**Problem to work on**
Copy each line of the data that has "content" in it.

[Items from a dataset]
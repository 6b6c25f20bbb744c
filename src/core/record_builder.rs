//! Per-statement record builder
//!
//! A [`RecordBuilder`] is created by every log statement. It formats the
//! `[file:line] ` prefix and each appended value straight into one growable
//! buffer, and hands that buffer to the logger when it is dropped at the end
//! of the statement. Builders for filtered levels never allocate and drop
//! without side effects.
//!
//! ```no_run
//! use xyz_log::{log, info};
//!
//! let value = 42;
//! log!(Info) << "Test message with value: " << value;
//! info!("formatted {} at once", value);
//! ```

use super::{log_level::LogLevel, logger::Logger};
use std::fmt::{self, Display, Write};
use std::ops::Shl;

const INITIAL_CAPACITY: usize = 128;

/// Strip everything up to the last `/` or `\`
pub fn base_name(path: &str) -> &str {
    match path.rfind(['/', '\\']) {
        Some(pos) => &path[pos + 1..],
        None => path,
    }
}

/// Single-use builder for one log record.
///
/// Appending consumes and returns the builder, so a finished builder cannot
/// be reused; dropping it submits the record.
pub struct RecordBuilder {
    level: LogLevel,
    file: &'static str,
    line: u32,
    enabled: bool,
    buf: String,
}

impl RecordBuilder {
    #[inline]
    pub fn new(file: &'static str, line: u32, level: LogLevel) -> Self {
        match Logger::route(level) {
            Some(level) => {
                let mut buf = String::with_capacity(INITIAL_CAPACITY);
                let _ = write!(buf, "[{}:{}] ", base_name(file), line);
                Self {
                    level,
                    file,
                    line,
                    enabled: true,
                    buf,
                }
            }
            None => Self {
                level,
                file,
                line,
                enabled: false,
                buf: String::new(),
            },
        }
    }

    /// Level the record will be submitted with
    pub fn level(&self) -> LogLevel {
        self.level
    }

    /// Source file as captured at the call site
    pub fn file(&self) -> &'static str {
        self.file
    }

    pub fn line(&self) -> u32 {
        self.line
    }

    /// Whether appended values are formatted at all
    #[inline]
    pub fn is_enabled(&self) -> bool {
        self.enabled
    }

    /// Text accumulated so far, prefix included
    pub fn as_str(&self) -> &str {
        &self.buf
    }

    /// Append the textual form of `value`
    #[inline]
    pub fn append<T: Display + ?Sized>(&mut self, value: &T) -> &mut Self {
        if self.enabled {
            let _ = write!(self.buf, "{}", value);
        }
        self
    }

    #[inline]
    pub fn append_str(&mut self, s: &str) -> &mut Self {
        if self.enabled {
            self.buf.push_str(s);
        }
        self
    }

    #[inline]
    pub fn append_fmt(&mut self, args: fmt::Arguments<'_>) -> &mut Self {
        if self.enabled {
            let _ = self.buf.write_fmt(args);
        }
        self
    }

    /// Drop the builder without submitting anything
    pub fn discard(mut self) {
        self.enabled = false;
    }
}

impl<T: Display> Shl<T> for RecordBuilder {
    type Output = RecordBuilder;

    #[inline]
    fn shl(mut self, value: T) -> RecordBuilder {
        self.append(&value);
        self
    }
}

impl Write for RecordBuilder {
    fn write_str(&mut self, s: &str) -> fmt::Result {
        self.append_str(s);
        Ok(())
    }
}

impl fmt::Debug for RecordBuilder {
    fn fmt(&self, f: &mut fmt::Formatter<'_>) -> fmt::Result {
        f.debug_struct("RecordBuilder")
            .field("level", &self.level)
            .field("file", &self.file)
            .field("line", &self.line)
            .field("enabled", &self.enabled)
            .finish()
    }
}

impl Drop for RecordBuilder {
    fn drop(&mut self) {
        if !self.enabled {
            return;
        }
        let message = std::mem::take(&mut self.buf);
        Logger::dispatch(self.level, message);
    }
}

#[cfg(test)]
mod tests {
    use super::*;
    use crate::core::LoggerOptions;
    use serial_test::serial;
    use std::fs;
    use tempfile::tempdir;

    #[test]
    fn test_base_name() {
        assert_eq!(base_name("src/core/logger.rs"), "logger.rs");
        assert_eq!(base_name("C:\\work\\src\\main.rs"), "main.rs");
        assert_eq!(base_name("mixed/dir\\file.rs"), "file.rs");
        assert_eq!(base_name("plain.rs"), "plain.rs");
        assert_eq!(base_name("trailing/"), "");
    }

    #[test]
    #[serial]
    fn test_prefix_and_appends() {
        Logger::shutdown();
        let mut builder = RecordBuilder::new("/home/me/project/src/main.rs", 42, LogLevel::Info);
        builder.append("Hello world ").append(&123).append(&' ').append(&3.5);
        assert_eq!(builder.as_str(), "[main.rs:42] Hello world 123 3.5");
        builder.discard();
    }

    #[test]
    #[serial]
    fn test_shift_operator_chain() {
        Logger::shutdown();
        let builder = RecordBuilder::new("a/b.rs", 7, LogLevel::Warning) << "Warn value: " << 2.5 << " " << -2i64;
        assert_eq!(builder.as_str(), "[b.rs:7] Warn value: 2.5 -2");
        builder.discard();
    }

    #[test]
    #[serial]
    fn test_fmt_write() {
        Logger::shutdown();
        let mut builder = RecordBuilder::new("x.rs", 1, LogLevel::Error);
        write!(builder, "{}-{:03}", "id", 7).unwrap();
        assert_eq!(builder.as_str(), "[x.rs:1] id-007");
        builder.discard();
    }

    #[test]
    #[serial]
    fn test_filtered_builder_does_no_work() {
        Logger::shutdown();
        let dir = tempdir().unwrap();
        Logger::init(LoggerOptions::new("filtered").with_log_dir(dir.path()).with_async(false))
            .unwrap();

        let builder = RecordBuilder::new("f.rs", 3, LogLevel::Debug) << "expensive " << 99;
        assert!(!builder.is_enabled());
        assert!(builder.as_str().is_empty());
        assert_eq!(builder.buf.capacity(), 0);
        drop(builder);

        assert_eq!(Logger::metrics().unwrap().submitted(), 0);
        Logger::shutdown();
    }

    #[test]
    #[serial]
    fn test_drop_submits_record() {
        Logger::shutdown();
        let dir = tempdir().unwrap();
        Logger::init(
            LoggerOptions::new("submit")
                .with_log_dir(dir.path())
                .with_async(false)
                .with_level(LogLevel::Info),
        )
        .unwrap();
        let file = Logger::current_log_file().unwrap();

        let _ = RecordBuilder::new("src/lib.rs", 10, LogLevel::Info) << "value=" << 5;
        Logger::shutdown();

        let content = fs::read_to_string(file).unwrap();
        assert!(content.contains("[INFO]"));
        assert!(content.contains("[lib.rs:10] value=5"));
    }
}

**Exercise result**
        let content = fs::read_to_string(file).unwrap();
        assert!(content.contains("[INFO]"));
        assert!(content.contains("[lib.rs:10] value=5"));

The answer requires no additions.